El espectáculo al que venimos asistiendo desde hace ya varios años como consecuencia del embrollo catalán es deprimente y descorazonador. Lo grave del asunto es que, además, el problema ya no tiene solución. Al menos una solución de fácil aplicación. Para superar la actual encrucijada hacen falta gobernantes valientes, con amplitud de miras, con sentido de estado y capaces de ver más allá de sus narices. Pero, lamentablemente, esta clase de gobernantes no abunda.

La aspiración de una parte de los catalanes de convertir Cataluña en una república independiente es una cuestión política y como tal debe abordarse.
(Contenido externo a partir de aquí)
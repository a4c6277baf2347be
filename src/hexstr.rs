use thiserror::Error;

/// Lowercase hex, two characters per byte.
pub fn bytes_to_hex(bytes: &[u8]) -> String
{
	hex::encode(bytes)
}

/// Decodes `src` into the front of `dst`, returning the number of bytes written.
///
/// Both letter cases are accepted. Nothing is guaranteed about the contents of `dst` on failure.
pub fn hex_to_bytes(src: &str, dst: &mut [u8]) -> Result<usize, HexError>
{
	if src.len() % 2 != 0
	{
		return Err(HexError::OddLength(src.len()));
	}
	let len = src.len() / 2;
	if len > dst.len()
	{
		return Err(HexError::TooLong{need: len, have: dst.len()});
	}
	match hex::decode_to_slice(src, &mut dst[..len])
	{
		Ok(()) => Ok(len),
		Err(hex::FromHexError::InvalidHexCharacter{c, index}) => Err(HexError::InvalidChar{c, index}),
		// lengths were checked above
		Err(..) => Err(HexError::OddLength(src.len())),
	}
}

/// Decodes a whole hex string into a new buffer.
pub fn hex_to_vec(src: &str) -> Result<Vec<u8>, HexError>
{
	let mut buff = vec![0u8; src.len() / 2];
	let len = hex_to_bytes(src, &mut buff)?;
	debug_assert_eq!(len, buff.len());
	Ok(buff)
}

#[derive(Clone, Debug, Eq, Error, PartialEq)]
pub enum HexError
{
	#[error("hex string should have an even number of characters (got {0})")]
	OddLength(usize),
	#[error("hex string is too long ({need} bytes, room for {have})")]
	TooLong{need: usize, have: usize},
	#[error("invalid character {c:?} in hex string (position {index})")]
	InvalidChar{c: char, index: usize},
}
use crate::macros::numeric_enum;

numeric_enum!
{
	#[enum(pub u64)]
	#[TryFrom(u64 => UnknownUnits: as(pub struct), derive(Display), derive(Error))]
	#[Into(u64)]
	#[Label]
	enum Units
	{
		Bytes = 1 => "bytes",
		KiB = 1024,
		MiB = 1048576,
		GiB = 1073741824,
		TiB = 1099511627776,
		KB = 1000,
		MB = 1000000,
		GB = 1000000000,
		TB = 1000000000000,
	}
}

impl Units
{
	pub fn factor(self) -> u64
	{
		self as u64
	}

	/// Parses a unit label as printed by [`Units::label`].
	pub fn from_label(label: &str) -> Option<Self>
	{
		const ALL: [Units; 9] = [
			Units::Bytes, Units::KiB, Units::MiB, Units::GiB, Units::TiB,
			Units::KB, Units::MB, Units::GB, Units::TB,
		];
		ALL.into_iter().find(|u| u.label() == label)
	}
}

/// The largest decimal unit not exceeding `amount`.
pub fn natural_units(amount: u64) -> Units
{
	match amount
	{
		a if a >= Units::TB.factor() => Units::TB,
		a if a >= Units::GB.factor() => Units::GB,
		a if a >= Units::MB.factor() => Units::MB,
		a if a >= Units::KB.factor() => Units::KB,
		_ => Units::Bytes,
	}
}

pub fn format_pretty(amount: u64, units: Units) -> String
{
	format!("{:.2} {}", amount as f64 / units.factor() as f64, units.label())
}

pub fn format_pretty_auto(amount: u64) -> String
{
	format_pretty(amount, natural_units(amount))
}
Cualquier cosa que se haga obviando esto es ir dando palos de ciego, echando la pelota hacia delante y postergando una salida satisfactoria.

Con más luces y mejores intenciones que los ejecutivos anteriores del PP, el Gobierno en minoría del PSOE, a pesar de su provisionalidad y su debilidad, está tratando de hallar una respuesta dentro del marco constitucional, aunque tal respuesta parece que no existe.

La organización territorial de España surgida al amparo del mal llamado Régimen del 78 ha tenido sus muchos aciertos y ha contribuido a la modernización del país, mal que les pese a los que se empeñan en sostener justo lo contrario, pero, como resulta más que evidente, también ha adolecido y adolece de defectos.

Así que, llegados a este punto, comparto la tesis de quienes defienden que la única alternativa viable al atolladero en el que nos hallamos está en la convocatoria de una consulta con todas las garantías.

Ahora bien, dicha consulta debería realizarse tras la pertinente reforma de nuestra Carta Magna y, por supuesto, al amparo de una ley general que regule plebiscitos de este calado dentro del ordenamiento jurídico español. Una norma de alto rango en la que se establezcan en qué circunstancias se ha de sondear la voluntad de la ciudadanía de una comunidad mediante referéndum, ante una propuesta socialmente respaldada de secesión, y qué condiciones han de darse para que dicho referéndum sea válido y vinculante, a fin de evitar que cualquier aventura separatista promovida por unos ilusos descerebrados pueda prosperar con un cincuenta y un por ciento pelado de votos y un nivel inaceptable de participación desde el punto de vista democrático.